Palavras-chave: Batalha espiritual; feminino; o demoníaco; corpo
The article deals with the so called “spiritual battle”, a phenomenon inside the neo-Pentecostal movement in Brazil that is characterized by a negative attitude towards erotism. It is demonstrated how women are demonized, feminine sensuality is repressed and that women are always seen as dedicated and dependent. Paradoxically women represent the main leadership of this movement.
O neopentecostalismo, ou a terceira onda pentecostal brasileira, conforme menciona Paul Freston (1993), tem início nos anos 1970 e se expande nas décadas seguintes do século XX. Esta onda tem o Rio de Janeiro como cidade representativa e a Igreja Universal do Reino de Deus como sua propulsora. A nomenclatura "pentecostalismo autônomo", adotada por Bittencourt Filho (2003), também é adequada ao pentecostalismo pós-1970, que tem como público majoritário os segmentos economicamente menos favorecidos da sociedade brasileira.
Segundo Ricardo Mariano (1999), são características do neopentecostalismo a ênfase na batalha espiritual, o apego à cura divina, o uso da confissão positiva, a crença de que “o crente está destinado a ser próspero, saudável e feliz neste mundo [...] o principal sacrifício que Deus exige de seus servos é ser fiel nos dízimos e dar generosas ofertas com alegria, amor e desprendimento” (MARIANO, 1999: 44).

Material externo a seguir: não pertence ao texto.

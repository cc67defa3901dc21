pub mod server;

// Keeps the match over `Action` out of this module.
mod run;

#[derive(Debug)]
pub enum Action {
    Server(server::Args),
}

impl Action {
    /// Execute the action.
    /// # Errors
    /// Returns an error if the action fails.
    pub async fn execute(self) -> anyhow::Result<()> {
        run::execute(self).await
    }
}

No neopentecostalismo, o sentimento ocupa o lugar da razão e as experiências místicas tornam-se o referencial para construção de doutrinas. Assim, há certa ruptura com o sectarismo e o ascetismo pentecostais, marcados pela rigidez moral e pelo isolamento. O ethos pentecostal busca a integração com o mundo ou a afirmação nos ambientes extra-eclesiásticos. Como menciona Mariano (1999:44), “a preocupação primordial que transparece na mensagem pentecostal é com esta vida e com este mundo. O que interessa é o aqui e agora. E, para isso, nada melhor do que ter Cristo no coração, meio inabalável de alcançar a vitória sobre o Diabo e obter a retribuição divina aqui e agora”.

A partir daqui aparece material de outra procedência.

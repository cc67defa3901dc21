use anyhow::{anyhow, Context, Result};
use axum::{
    body::Body,
    extract::MatchedPath,
    http::{header::CONTENT_TYPE, HeaderName, HeaderValue, Method, Request},
    routing::{get, post},
    Extension, Router,
};
use std::sync::Arc;
use tokio::net::TcpListener;
use tower::ServiceBuilder;
use tower_http::{
    cors::{AllowOrigin, CorsLayer},
    request_id::PropagateRequestIdLayer,
    set_header::SetRequestHeaderLayer,
    trace::TraceLayer,
};
use tracing::{error, info, info_span, Span};
use ulid::Ulid;
use url::Url;
use utoipa_swagger_ui::SwaggerUi;

use crate::otp::OtpService;

pub mod error;
pub mod handlers;
mod openapi;

pub use error::ApiError;
pub use handlers::smtp::SmtpProbe;
pub use openapi::openapi;

/// Routes with their shared state attached, without the HTTP plumbing layers.
#[must_use]
pub fn router(service: Arc<OtpService>, smtp: Arc<SmtpProbe>) -> Router {
    Router::new()
        .route("/", get(handlers::root::root))
        .route(
            "/api/send-otp",
            post(handlers::otp::send_otp).put(handlers::otp::verify_otp),
        )
        .route("/api/test-smtp", get(handlers::smtp::test_smtp))
        .route(
            "/health",
            get(handlers::health::health).options(handlers::health::health),
        )
        .merge(SwaggerUi::new("/swagger-ui").url("/api-docs/openapi.json", openapi()))
        .layer(Extension(service))
        .layer(Extension(smtp))
}

/// Start the server
/// # Errors
/// Return error if the frontend URL is invalid or the listener fails
pub async fn new(
    port: u16,
    frontend_base_url: &str,
    service: Arc<OtpService>,
    smtp: Arc<SmtpProbe>,
) -> Result<()> {
    let cors = CorsLayer::new()
        .allow_headers([CONTENT_TYPE])
        .allow_methods([Method::GET, Method::POST, Method::PUT])
        .allow_origin(AllowOrigin::exact(frontend_origin(frontend_base_url)?));

    let app = router(service, smtp).layer(
        ServiceBuilder::new()
            .layer(SetRequestHeaderLayer::if_not_present(
                HeaderName::from_static("x-request-id"),
                |_req: &_| HeaderValue::from_str(Ulid::new().to_string().as_str()).ok(),
            ))
            .layer(PropagateRequestIdLayer::new(HeaderName::from_static(
                "x-request-id",
            )))
            .layer(TraceLayer::new_for_http().make_span_with(make_span))
            .layer(cors),
    );

    let listener = TcpListener::bind(format!("::0:{port}"))
        .await
        .with_context(|| format!("Failed to bind port {port}"))?;

    info!("Listening on [::]:{}", port);

    axum::serve(listener, app.into_make_service())
        .with_graceful_shutdown(async {
            if let Err(err) = tokio::signal::ctrl_c().await {
                error!("Failed to listen for shutdown signal: {err}");
            }
            info!("Gracefully shutdown");
        })
        .await?;

    Ok(())
}

fn make_span(request: &Request<Body>) -> Span {
    let request_id = request
        .headers()
        .get("x-request-id")
        .and_then(|val| val.to_str().ok())
        .unwrap_or("none");
    let matched_path = request
        .extensions()
        .get::<MatchedPath>()
        .map_or_else(|| request.uri().path(), MatchedPath::as_str);

    info_span!(
        "http.request",
        http.method = %request.method(),
        http.route = matched_path,
        request_id
    )
}

fn frontend_origin(frontend_base_url: &str) -> Result<HeaderValue> {
    let parsed = Url::parse(frontend_base_url)
        .with_context(|| format!("Invalid frontend base URL: {frontend_base_url}"))?;
    let host = parsed.host_str().ok_or_else(|| {
        anyhow!("Frontend base URL must include a valid host: {frontend_base_url}")
    })?;
    let port = parsed
        .port()
        .map_or_else(String::new, |port| format!(":{port}"));
    let origin = format!("{}://{}{}", parsed.scheme(), host, port);
    HeaderValue::from_str(&origin).context("Failed to build frontend origin header")
}

#[cfg(test)]
mod tests {
    use super::*;

    #[test]
    fn frontend_origin_strips_path() -> Result<()> {
        let origin = frontend_origin("https://looma.com/signup?step=otp")?;
        assert_eq!(origin, "https://looma.com");

        let origin = frontend_origin("http://localhost:3000")?;
        assert_eq!(origin, "http://localhost:3000");
        Ok(())
    }

    #[test]
    fn frontend_origin_requires_host() {
        assert!(frontend_origin("not a url").is_err());
        assert!(frontend_origin("data:text/plain,hello").is_err());
    }
}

A expressão "batalha espiritual" não é recente, uma vez que pode ser resgatada de certa alegoria bíblica que consta do texto da Carta aos Efésios (provavelmente escrita entre os anos 60-62), no capítulo 6, versículos 10 a 20, em que se menciona a armadura espiritual como defesa contra as forças do Mal. Este é o texto referência entre os cristãos para a defesa contra o chamado “dia mau” ou “dia de ataques demoníacos”. O exorcismo é apenas um dos aspectos da batalha espiritual, uma vez que, através dele, são repreendidos os demônios geradores de doenças e de tragédias. Nos pressupostos da batalha espiritual, estão presentes: a) o temor ou o pavor ao demoníaco; b) a necessidade de precaver-se de sua atuação através da adoção de práticas específicas; e, c) a confissão positiva.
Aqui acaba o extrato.